Patients should begin to be monitored through blood tests and ECG scans from the time they start on these medications, but this is not happening in many cases.

INVESTIGATIONS

Fellow doctors attending the conference in Kildare unanimously supported her motion, calling on the Mental Health Commission to audit the adequacy of facilities available in outpatient departments for the physical investigations of these patients.

Dr Barry, who works in the Cluain Mhuire psychiatric services in south Dublin, said the problems have prompted them to hire a dietitian for the first time.

"It is a growing concern but our service on a sessional basis has taken on a dietician. It is part of a particular study we are doing on physical health. We have also started our health-track programme, doing ECGs and checking bloods. The important thing is to act on the results.
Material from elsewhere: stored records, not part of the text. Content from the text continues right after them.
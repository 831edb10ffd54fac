//-
// Copyright (c) 2026, the Maildrop authors
//
// This file is part of Maildrop.
//
// Maildrop is free software: you can redistribute it and/or modify it under
// the terms of the GNU General Public License as published by the Free
// Software Foundation, either version 3 of the License, or (at your option)
// any later version.
//
// Maildrop is distributed in the hope that it will be useful, but WITHOUT ANY
// WARRANTY; without even the implied warranty of MERCHANTABILITY or FITNESS
// FOR A PARTICULAR PURPOSE. See the GNU General Public License for more
// details.
//
// You should have received a copy of the GNU General Public License along with
// Maildrop. If not, see <http://www.gnu.org/licenses/>.

use std::fs;
use std::io::{self, Write};
use std::path::PathBuf;

use structopt::StructOpt;

use maildrop::mailbox::{Maildir, MaildirConfig};
use maildrop::model::Msgnum;
use maildrop::support::error::Error;
use maildrop::support::sysexits::*;

/// Inspect and expunge a single maildir mailbox.
///
/// Opening the mailbox migrates anything pending under new/ into cur/, so
/// even read-only subcommands modify the directory the way a mail reader
/// would.
#[derive(StructOpt)]
#[structopt(max_term_width = 80)]
struct Command {
    #[structopt(flatten)]
    common: CommonOptions,

    #[structopt(subcommand)]
    sub: Subcommand,
}

#[derive(StructOpt)]
struct CommonOptions {
    /// The maildir root (the directory containing cur/ and new/).
    #[structopt(short, long, parse(from_os_str))]
    maildir: PathBuf,

    /// Optional TOML configuration file.
    #[structopt(long, parse(from_os_str))]
    config: Option<PathBuf>,

    /// Log filesystem traffic to stderr.
    #[structopt(long)]
    debug: bool,
}

#[derive(StructOpt)]
enum Subcommand {
    /// List the messages in the mailbox.
    List,
    /// Print the content of one message to standard output.
    Cat {
        #[structopt(parse(try_from_str))]
        msgnum: Msgnum,
    },
    /// Delete the given messages and flush the deletions to disk.
    Purge {
        #[structopt(parse(try_from_str), required = true)]
        msgnums: Vec<Msgnum>,
    },
}

pub fn main() {
    let cmd = Command::from_args();

    let mut config = load_config(&cmd.common);
    if cmd.common.debug {
        config.debug = true;
    }
    init_log(config.debug);

    let mut mailbox = match Maildir::open(&cmd.common.maildir, config) {
        Ok(mailbox) => mailbox,
        Err(e @ Error::NotAMaildir) => {
            die!(EX_DATAERR, "{}: {}", cmd.common.maildir.display(), e)
        }
        Err(e) => die!(
            EX_NOINPUT,
            "Unable to open {}: {}",
            cmd.common.maildir.display(),
            e
        ),
    };

    match cmd.sub {
        Subcommand::List => list(&mailbox),
        Subcommand::Cat { msgnum } => cat(&mailbox, msgnum),
        Subcommand::Purge { msgnums } => purge(&mut mailbox, &msgnums),
    }
}

fn list(mailbox: &Maildir) {
    let catalog = match mailbox.working_catalog() {
        Ok(catalog) => catalog,
        Err(e) => die!(EX_SOFTWARE, "{}", e),
    };

    println!(
        "{} messages, {} bytes",
        catalog.count(),
        catalog.total_size()
    );
    for msgnum in catalog.msgnums() {
        if let (Some(size), Some(path)) =
            (catalog.size_of(msgnum), catalog.filename_of(msgnum))
        {
            println!("{:>6} {:>10} {}", msgnum, size, path.display());
        }
    }
}

fn cat(mailbox: &Maildir, msgnum: Msgnum) {
    match mailbox.fetch(msgnum) {
        Ok(fetched) => {
            let stdout = io::stdout();
            let mut stdout = stdout.lock();
            if let Err(e) = stdout.write_all(fetched.content.as_bytes()) {
                die!(EX_IOERR, "Failed to write message: {}", e);
            }
        }
        Err(e @ Error::NxMessage) => {
            die!(EX_DATAERR, "Message {}: {}", msgnum, e)
        }
        Err(e) => {
            die!(EX_UNAVAILABLE, "Unable to read message {}: {}", msgnum, e)
        }
    }
}

fn purge(mailbox: &mut Maildir, msgnums: &[Msgnum]) {
    for &msgnum in msgnums {
        if let Err(e) = mailbox.delete(msgnum) {
            die!(EX_DATAERR, "Message {}: {}", msgnum, e);
        }
    }

    if let Err(e) = mailbox.flush(None) {
        die!(EX_IOERR, "Failed to flush deletions: {}", e);
    }

    println!("Expunged {} messages", msgnums.len());
}

fn load_config(common: &CommonOptions) -> MaildirConfig {
    let path = match common.config {
        None => return MaildirConfig::default(),
        Some(ref path) => path,
    };

    let text = match fs::read_to_string(path) {
        Ok(text) => text,
        Err(e) => {
            die!(EX_CONFIG, "Unable to read {}: {}", path.display(), e)
        }
    };
    match toml::from_str(&text) {
        Ok(config) => config,
        Err(e) => {
            die!(EX_CONFIG, "Unable to parse {}: {}", path.display(), e)
        }
    }
}

fn init_log(debug: bool) {
    let level = if debug {
        log::LevelFilter::Debug
    } else {
        log::LevelFilter::Info
    };

    fern::Dispatch::new()
        .format(|out, message, record| {
            out.finish(format_args!(
                "{} [{}][{}] {}",
                chrono::Local::now().format("%H:%M:%S%.3f"),
                record.level(),
                record.target(),
                message,
            ))
        })
        .level(level)
        .chain(io::stderr())
        .apply()
        .expect("Failed to initialise logging");
}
"Nobody would argue that if a cancer patient is receiving chemotherapy, their immune system should be checked. The same must be applied to these patients," she added.

Meanwhile, the conference also backed a motion to provide proper treatment facilities for those who are dependent on benzodiazepine tranquillisers.

Dr Barry said the availability of treatments was ad hoc, but only around 10pc to 12pc of these patients were responding.